Remarks of Mr. Lynch on H.Res. 780

Mr. LYNCH. Mr. Speaker, on behalf of the Committee on Oversight and Government Reform, I am proud to present H. Res. 780 for consideration. This resolution recognizes the celebration of Filipino American History Month.

House Resolution 780 was introduced on September 25, 2009, by my friend and colleague Representative Bob Filner of California. In addition, this resolution was favorably reported out of the Oversight Committee by unanimous consent on October 29, 2009, and it enjoys the support of over 50 Members of Congress. Moreover, the United States Senate passed a companion resolution to this legislation, Senate Resolution 298, by unanimous consent on October 1, 2009.
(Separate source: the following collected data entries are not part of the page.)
#![forbid(unsafe_code)]

//! Render-loop abstraction.
//!
//! The host owns the frame loop (a browser's `requestAnimationFrame`, a
//! native vsync callback, a test harness). The executor only asks for "one
//! more frame" and may later cancel that request. When the host's frame
//! fires it calls back into the executor with the handle it was given, so
//! a cancelled or superseded handle is simply ignored.

use std::collections::VecDeque;

/// Opaque identifier of a requested frame.
#[derive(Debug, Clone, Copy, PartialEq, Eq, Hash, PartialOrd, Ord)]
pub struct FrameHandle(pub u64);

/// Host frame loop.
pub trait FrameScheduler {
    /// Request a callback on the next frame.
    fn request_frame(&mut self) -> FrameHandle;

    /// Cancel a pending request. Unknown handles are ignored.
    fn cancel_frame(&mut self, handle: FrameHandle);
}

/// Headless scheduler: records requests so a driver can fire them in order.
#[derive(Debug, Default)]
pub struct ManualFrameScheduler {
    next_id: u64,
    pending: VecDeque<FrameHandle>,
    requested_total: u64,
    cancelled_total: u64,
}

impl ManualFrameScheduler {
    #[must_use]
    pub fn new() -> Self {
        Self::default()
    }

    /// Take the oldest pending frame, if any.
    pub fn next_frame(&mut self) -> Option<FrameHandle> {
        self.pending.pop_front()
    }

    #[must_use]
    pub fn pending_len(&self) -> usize {
        self.pending.len()
    }

    #[must_use]
    pub fn requested_total(&self) -> u64 {
        self.requested_total
    }

    #[must_use]
    pub fn cancelled_total(&self) -> u64 {
        self.cancelled_total
    }
}

impl FrameScheduler for ManualFrameScheduler {
    fn request_frame(&mut self) -> FrameHandle {
        self.next_id += 1;
        self.requested_total += 1;
        let handle = FrameHandle(self.next_id);
        self.pending.push_back(handle);
        handle
    }

    fn cancel_frame(&mut self, handle: FrameHandle) {
        let before = self.pending.len();
        self.pending.retain(|&h| h != handle);
        if self.pending.len() != before {
            self.cancelled_total += 1;
        }
    }
}

#[cfg(test)]
mod tests {
    use super::*;

    #[test]
    fn frames_fire_in_request_order() {
        let mut s = ManualFrameScheduler::new();
        let a = s.request_frame();
        let b = s.request_frame();
        assert_ne!(a, b);
        assert_eq!(s.next_frame(), Some(a));
        assert_eq!(s.next_frame(), Some(b));
        assert_eq!(s.next_frame(), None);
    }

    #[test]
    fn cancel_removes_pending_frame() {
        let mut s = ManualFrameScheduler::new();
        let a = s.request_frame();
        s.cancel_frame(a);
        s.cancel_frame(FrameHandle(999));
        assert_eq!(s.pending_len(), 0);
        assert_eq!(s.cancelled_total(), 1);
        assert_eq!(s.requested_total(), 1);
    }
}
Mr. Speaker, House Resolution 780 recognizes the celebration of Filipino American History Month as a unique opportunity to reflect upon the significant advancements of Filipino Americans in our country as well as highlight the countless and diverse contributions of Filipino Americans to our national history and culture.

This monthlong celebration of Filipino American History Month was established in 1988 by the Filipino American National Historical Society to coincide with the 225th anniversary of the permanent settlement of Filipinos in the continental United States.
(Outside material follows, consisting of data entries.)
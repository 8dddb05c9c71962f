#![forbid(unsafe_code)]

//! Cooperative stop signal for the driver thread.

use std::sync::{Arc, Condvar, Mutex, MutexGuard};
use std::time::Duration;

type Shared = Arc<(Mutex<bool>, Condvar)>;

/// Observed by the driver loop; set through the paired [`StopTrigger`].
#[derive(Debug, Clone)]
pub struct StopSignal {
    inner: Shared,
}

impl StopSignal {
    /// Create a new `(signal, trigger)` pair.
    #[must_use]
    pub fn new() -> (Self, StopTrigger) {
        let inner: Shared = Arc::new((Mutex::new(false), Condvar::new()));
        let signal = Self {
            inner: Arc::clone(&inner),
        };
        (signal, StopTrigger { inner })
    }

    #[must_use]
    pub fn is_stopped(&self) -> bool {
        *lock(&self.inner.0)
    }

    /// Wait for either the stop signal or a timeout.
    ///
    /// Returns `true` if stopped, `false` if timed out.
    pub fn wait_timeout(&self, duration: Duration) -> bool {
        let (mutex, cvar) = &*self.inner;
        let stopped = lock(mutex);
        if *stopped {
            return true;
        }
        let (stopped, _) = cvar
            .wait_timeout_while(stopped, duration, |stopped| !*stopped)
            .unwrap_or_else(|poisoned| poisoned.into_inner());
        *stopped
    }
}

/// Sets the paired [`StopSignal`].
#[derive(Debug, Clone)]
pub struct StopTrigger {
    inner: Shared,
}

impl StopTrigger {
    pub fn stop(&self) {
        let (mutex, cvar) = &*self.inner;
        *lock(mutex) = true;
        cvar.notify_all();
    }
}

fn lock(mutex: &Mutex<bool>) -> MutexGuard<'_, bool> {
    mutex.lock().unwrap_or_else(|poisoned| poisoned.into_inner())
}

#[cfg(test)]
mod tests {
    use super::*;
    use std::thread;

    #[test]
    fn new_signal_is_not_stopped() {
        let (signal, _trigger) = StopSignal::new();
        assert!(!signal.is_stopped());
        assert!(!signal.wait_timeout(Duration::from_millis(5)));
    }

    #[test]
    fn trigger_wakes_waiter() {
        let (signal, trigger) = StopSignal::new();
        let waiter = thread::spawn(move || signal.wait_timeout(Duration::from_secs(30)));
        trigger.stop();
        assert!(waiter.join().unwrap());
    }

    #[test]
    fn stop_is_sticky() {
        let (signal, trigger) = StopSignal::new();
        trigger.stop();
        assert!(signal.is_stopped());
        assert!(signal.wait_timeout(Duration::ZERO));
    }
}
Notably, the Filipino American National Historical Society recognizes the year 1763 as the date of the first permanent Filipino settlement in the continental United States in the small fishing village of Saint Malo, located in what is now Saint Bernard Parish in Louisiana. These early settlers were formerly impressed sailors who escaped their oppressive conditions aboard Spanish galleons to establish a Filipino community in present-day Louisiana. The existence of this Filipino settlement was first reported in an 1883 Harper’s Weekly article, which is widely believed to be the first article written about Filipino settlers in these United States.

Today, according to the most recent United States Census Bureau estimate, the Filipino American population in the United States is nearly 3.1 million, making the Filipino American community the second largest Asian American group in the United States. And while the majority of our Filipino American population is concentrated in the States of California and Hawaii, Filipino contributions in the field of public service, literature, business, science and other areas have deeply enriched the lives of all Americans across our Nation.
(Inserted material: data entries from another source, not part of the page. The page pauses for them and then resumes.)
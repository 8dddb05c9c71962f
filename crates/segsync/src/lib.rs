#![forbid(unsafe_code)]

//! segsync public facade.
//!
//! Re-exports the types most hosts need from the member crates and a
//! [`prelude`] for day-to-day use. Reach into [`core`], [`backend`],
//! [`runtime`] or [`web`] for everything else.

use thiserror::Error;

// --- Core re-exports -------------------------------------------------------

pub use segsync_core::animation::{
    AnimationExecutor, FrameHandle, FrameOutcome, FrameScheduler, ManualFrameScheduler,
    TransitionCause, TransitionConfig, VisualPoint, VisualState,
};
pub use segsync_core::{
    DisplayMode, PointKey, Projection, ProjectionDiff, ProjectionUpdater, ServerState, SessionId,
    Split, SplitDiff, SyncError, UpdatePath, ViewId, ViewMaps, ViewPreferences, VizId,
};

// --- Backend re-exports ----------------------------------------------------

pub use segsync_backend::{
    Aggregator, Broadcaster, Clock, FileStore, MemoryStore, PushEvent, SnapshotSource, StateStore,
    StoreError, SystemClock,
};

// --- Runtime re-exports ----------------------------------------------------

pub use segsync_runtime::{
    ConfigError, RespondentAnswers, RuntimeError, ServerHandle, StopSignal, SyncConfig, SyncServer,
    init_tracing,
};

// --- Client re-exports -----------------------------------------------------

pub use segsync_web::{
    ClientError, ClientNotification, PushParseError, SessionVizClient, VizViewer,
};

// --- Errors ---------------------------------------------------------------

/// Any failure surfaced through the facade.
#[derive(Debug, Error)]
pub enum Error {
    #[error(transparent)]
    Config(#[from] ConfigError),

    #[error(transparent)]
    Runtime(#[from] RuntimeError),

    #[error(transparent)]
    Store(#[from] StoreError),

    #[error(transparent)]
    Sync(#[from] SyncError),

    #[error(transparent)]
    Client(#[from] ClientError),

    #[error(transparent)]
    Push(#[from] PushParseError),
}

/// Standard result type for facade APIs.
pub type Result<T> = std::result::Result<T, Error>;

// --- Prelude --------------------------------------------------------------

pub mod prelude {
    pub use crate::{
        ClientNotification, DisplayMode, Error, PushEvent, RespondentAnswers, Result, SessionId,
        SessionVizClient, SyncConfig, SyncServer, ViewId, ViewPreferences, VizId, VizViewer,
    };

    pub use crate::{backend, core, runtime, web};
}

pub use segsync_backend as backend;
pub use segsync_core as core;
pub use segsync_runtime as runtime;
pub use segsync_web as web;
#![forbid(unsafe_code)]

//! Server-side runtime: the visualization cache, response batching, and the
//! driver that ties them to a clock.
//!
//! # Role in segsync
//! Canonical [`ServerState`](segsync_core::ServerState) lives here while a
//! session is active. Respondents' answers enter through
//! [`BatchScheduler::queue_responses`]; every tick recomputes the affected
//! visualizations, bumps their sequence numbers in the
//! [`VisualizationCache`], and pushes an `update` event.
//!
//! # Time
//! Nothing here reads the wall clock directly. The cache asks its
//! [`Clock`](segsync_backend::Clock) and the batch scheduler is handed `now`,
//! so every deadline can be driven from a test by advancing a
//! [`DeterministicClock`](segsync_backend::DeterministicClock).

pub mod batch;
pub mod cache;
pub mod config;
pub mod error;
pub mod logging;
pub mod server;
pub mod signal;
pub mod timer;
pub mod transform;

pub use batch::{BatchReport, BatchScheduler, PairFailure, PairUpdate, QueueStats};
pub use cache::{CacheStats, SessionVizState, VisualizationCache, VisualizationEntry};
pub use config::{BatchConfig, CacheConfig, ConfigError, SyncConfig};
pub use error::{Result, RuntimeError};
pub use logging::{LoggingConfig, init_tracing};
pub use server::{PollReport, ServerHandle, SyncServer};
pub use signal::{StopSignal, StopTrigger};
pub use timer::TimerQueue;
pub use transform::{RespondentAnswers, ResponseTransformer, TransformError};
Whether we recall the approximately 250,000 brave Filipino Americans that served during World War II, or our Filipino Americans deployed in the support of Operation Iraqi Freedom and Operation Enduring Freedom in Afghanistan, our brave Filipino American servicemen and -women have continually demonstrated their commitment to safeguarding our Nation at great personal sacrifice.

Accordingly, I would like to thank the sponsor of this resolution, my friend and colleague Mr. Filner of California, for his great work as chairman of our Veterans’ Affairs Committee and for ensuring that the economic stimulus legislation signed by President Obama earlier this year included a provision which required that our roughly 15,000 living Filipino veterans of World War II receive their full and deserved veterans benefits.

The contributions of Filipino Americans to our national history are also evident in various other areas, including government and journalism. Notably, in 1994, Benjamin J. Cayetano became the first Filipino American elected a United States Governor. And in 1997, Filipino American journalists Byron Acohido and Alex Tizon of The Seattle Times were the recipients of Pulitzer Prizes for their outstanding contributions to American journalism.

Mr. Tizon, a native of Manila who came to the United States at the age of 4, was honored for a series of investigative articles about the widespread corruption and inequities in the Federally sponsored housing program for Native Americans. Mr. Acohido received his Pulitzer for his reporting on the conditions of the American aerospace industry.

Mr. Speaker, these are only a few of the many Filipino Americans whose achievements have greatly contributed to our national history. It is my hope that we can commemorate the contributions of all Filipino Americansthrough the passage of House Resolution 780 and by recognizing the significance of Filipino American History Month.

I urge my colleagues to join us in supporting H. Res. 780.